During the GE Healthcare national user conference in Washington this August, the keynote speaker for the Executive Forum was former senator Tom Daschle. You may have noticed his name in the news recently, so I went back and took a look at some of the notes I’d taken.

He had recently published the book he’s co-authored with Jeanne Lambrew and Scott Greenberger and was there to talk to a room full of healthcare IT execs about the state of healthcare.

I came away from his talk favorably impressed with his grasp of the issues and feeling as though his proposals had a possibility of working- given the chance to do so.

He predicted that, regardless of who won the election (still in doubt at the time), we were about to begin another discussion about healthcare in this country. He also pointed out the fact that those conversations are 0-6 in the last 100 years when it comes to their track record for leading to significant change.

The question he posed was whether or not the circumstances have changed enough to make things different this time.

The problems that he cited are no big surprise to anyone- cost, access, and quality. And I think that we would all agree that two of the biggest contributors to our failure to fix things- complexity and the influence of special interests- have not changed.

He took on what he identified as three “myths” that have contributed to the inaction.

  1. We’ve got the best health system in the world! Truth is that our quality and outcomes are incredibly poor compared to countries that spend far less than we do.
  2. Any changes will lead to the rationing of healthcare! Health care delivery is already rationed in this country. The only question is the basis on which we choose to determine the allocation. (Remember the Oregon lottery?)
  3. It costs too much! We can’t afford it! We are already paying for it, just with no transparency and little control. Can we afford not to address these problems?

Daschle’s comprehensive list of recommendations included these building blocks:

  1. Eliminate adverse selection- This requires a universal system
  2. Include the universe of care- acute, preventative, long term, mental, dental
  3. Move from a sickness system to a wellness system
  4. Transparency- When an airliner crashes we investigate the cause, publish the results, and work to avoid similar occurences.

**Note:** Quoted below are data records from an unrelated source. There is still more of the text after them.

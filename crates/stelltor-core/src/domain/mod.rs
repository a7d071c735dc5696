//! Grid dimensions, symmetry mode and the shared error types.

pub mod errors;

pub use errors::{TransformError, TransformResult};

use crate::common::constants::TWO_PI;
use serde::{Deserialize, Serialize};

/// Whether the configuration respects stellarator symmetry
/// (θ,ζ) ↦ (−θ,−ζ) exactly or carries a symmetry-breaking sector.
#[derive(Debug, Clone, Copy, PartialEq, Eq, Hash, Serialize, Deserialize)]
#[serde(rename_all = "camelCase")]
pub enum SymmetryMode {
    StellaratorSymmetric,
    Asymmetric,
}

impl SymmetryMode {
    pub const fn as_str(self) -> &'static str {
        match self {
            Self::StellaratorSymmetric => "stellarator-symmetric",
            Self::Asymmetric => "asymmetric",
        }
    }
}

/// Angular grid for one flux surface: `n_theta_reduced` poloidal samples on
/// θ ∈ [0, π] (endpoints included) and `n_zeta` toroidal samples over one
/// field period.
///
/// The full poloidal extent is `2·n_theta_reduced − 2` samples over [0, 2π);
/// θ_i = 2π·i / n_theta_full and ζ_k = 2π·k / (nfp·n_zeta).
#[derive(Debug, Clone, Copy, PartialEq, Eq, Serialize, Deserialize)]
#[serde(rename_all = "camelCase")]
pub struct AngularGrid {
    m_pol: usize,
    n_tor: usize,
    n_theta_reduced: usize,
    n_zeta: usize,
    n_field_periods: usize,
    symmetry: SymmetryMode,
}

impl AngularGrid {
    pub fn new(
        m_pol: usize,
        n_tor: usize,
        n_theta_reduced: usize,
        n_zeta: usize,
        n_field_periods: usize,
        symmetry: SymmetryMode,
    ) -> TransformResult<Self> {
        let reject = |reason: &'static str| TransformError::InvalidGridSize {
            m_pol,
            n_tor,
            n_theta_reduced,
            n_zeta,
            n_field_periods,
            reason,
        };

        if m_pol < 1 {
            return Err(reject("at least one poloidal mode is required"));
        }
        if n_zeta < 1 {
            return Err(reject("at least one toroidal sample is required"));
        }
        if n_field_periods < 1 {
            return Err(reject("at least one field period is required"));
        }
        // Aliasing guards: every m < m_pol must sit strictly below the
        // poloidal Nyquist frequency of the full grid, every |n| <= n_tor
        // below the toroidal one.
        if n_theta_reduced < m_pol + 1 {
            return Err(reject("poloidal grid too coarse for m_pol"));
        }
        if n_zeta < 2 * n_tor + 1 {
            return Err(reject("toroidal grid too coarse for n_tor"));
        }

        Ok(Self {
            m_pol,
            n_tor,
            n_theta_reduced,
            n_zeta,
            n_field_periods,
            symmetry,
        })
    }

    pub const fn m_pol(&self) -> usize {
        self.m_pol
    }

    pub const fn n_tor(&self) -> usize {
        self.n_tor
    }

    /// Poloidal samples on the primary half-domain θ ∈ [0, π].
    pub const fn n_theta_reduced(&self) -> usize {
        self.n_theta_reduced
    }

    /// Poloidal samples over the full domain θ ∈ [0, 2π).
    pub const fn n_theta_full(&self) -> usize {
        2 * self.n_theta_reduced - 2
    }

    /// Poloidal extent of real-space fields: the primary half-domain when
    /// symmetric, the full domain when asymmetric.
    pub const fn n_theta_eff(&self) -> usize {
        match self.symmetry {
            SymmetryMode::StellaratorSymmetric => self.n_theta_reduced,
            SymmetryMode::Asymmetric => self.n_theta_full(),
        }
    }

    pub const fn n_zeta(&self) -> usize {
        self.n_zeta
    }

    pub const fn n_field_periods(&self) -> usize {
        self.n_field_periods
    }

    pub const fn symmetry(&self) -> SymmetryMode {
        self.symmetry
    }

    /// Grid points per real-space field for this mode.
    pub const fn field_len(&self) -> usize {
        self.n_theta_eff() * self.n_zeta
    }

    pub fn theta(&self, i: usize) -> f64 {
        TWO_PI * i as f64 / self.n_theta_full() as f64
    }

    /// Toroidal angle scaled by the field period count, i.e. the argument of
    /// the tabulated cos(nζ')/sin(nζ') basis columns.
    pub fn zeta_scaled(&self, k: usize) -> f64 {
        TWO_PI * k as f64 / self.n_zeta as f64
    }
}

#[cfg(test)]
mod tests {
    use super::{AngularGrid, SymmetryMode, TransformError};

    fn grid(m_pol: usize, n_tor: usize, n_theta_reduced: usize, n_zeta: usize) -> AngularGrid {
        AngularGrid::new(
            m_pol,
            n_tor,
            n_theta_reduced,
            n_zeta,
            1,
            SymmetryMode::Asymmetric,
        )
        .expect("grid should validate")
    }

    #[test]
    fn derived_extents_follow_the_half_domain_convention() {
        let grid = grid(4, 2, 8, 6);
        assert_eq!(grid.n_theta_full(), 14);
        assert_eq!(grid.n_theta_eff(), 14);
        assert_eq!(grid.field_len(), 14 * 6);

        let symmetric = AngularGrid::new(4, 2, 8, 6, 1, SymmetryMode::StellaratorSymmetric)
            .expect("grid should validate");
        assert_eq!(symmetric.n_theta_eff(), 8);
        assert_eq!(symmetric.field_len(), 8 * 6);
    }

    #[test]
    fn axisymmetric_single_slice_grid_is_accepted() {
        let grid = grid(3, 0, 5, 1);
        assert_eq!(grid.n_theta_full(), 8);
        assert!((grid.theta(4) - std::f64::consts::PI).abs() < 1.0e-15);
    }

    #[test]
    fn undersized_grids_are_rejected_before_any_work() {
        let err = AngularGrid::new(4, 2, 4, 6, 1, SymmetryMode::Asymmetric)
            .expect_err("coarse poloidal grid should fail");
        assert!(matches!(err, TransformError::InvalidGridSize { .. }));

        let err = AngularGrid::new(4, 3, 8, 6, 1, SymmetryMode::Asymmetric)
            .expect_err("coarse toroidal grid should fail");
        assert!(matches!(err, TransformError::InvalidGridSize { .. }));

        let err = AngularGrid::new(0, 0, 4, 4, 1, SymmetryMode::Asymmetric)
            .expect_err("zero poloidal modes should fail");
        assert!(matches!(err, TransformError::InvalidGridSize { .. }));
    }

    #[test]
    fn grid_serializes_with_camel_case_keys() {
        let grid = grid(3, 1, 6, 4);
        let json = serde_json::to_string(&grid).expect("grid should serialize");
        assert!(json.contains("\"mPol\":3"));
        assert!(json.contains("\"symmetry\":\"asymmetric\""));

        let back: AngularGrid = serde_json::from_str(&json).expect("grid should deserialize");
        assert_eq!(back, grid);
    }
}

Our medical system “kills” a 747 worth of people every day and a half.
  5. Standardization of care- Give providers immunity from malpractice if they are following established care guidelines.
  6. HIT- The VA has reduced their costs 50% over the last 10 years with IT. Clearly we’re preaching to the choir on this one.
  7. Pool all the healthcare spending resources of the state and federal governments.
  8. Eliminate unnecessary care.
  9. Payment reform- based on episodic payments rather than procedural payments.
  10. Make better use of providers- including nurses, nurse practitioners, pharmacists, etc.

And the most distinct observation and recommendation was that a political entity- like, say, the US Congress- cannot deal with the special interests and micromanage the complexity of this or any future version of a healthcare system.

Instead, he proposes an independent federal board, modeled after the Federal Reserve and made up of governors pulled from the key constituencies, to make policies and administer programs.

For what it’s worth, at the reception after his talk, I found him to be non-pretentious, approachable, and able to listen and hold his own.

Talking to my wife about it later, I suggested that if Obama were to win, I’d like to see him make Daschle his secretary of HHS. I guess great minds think alike.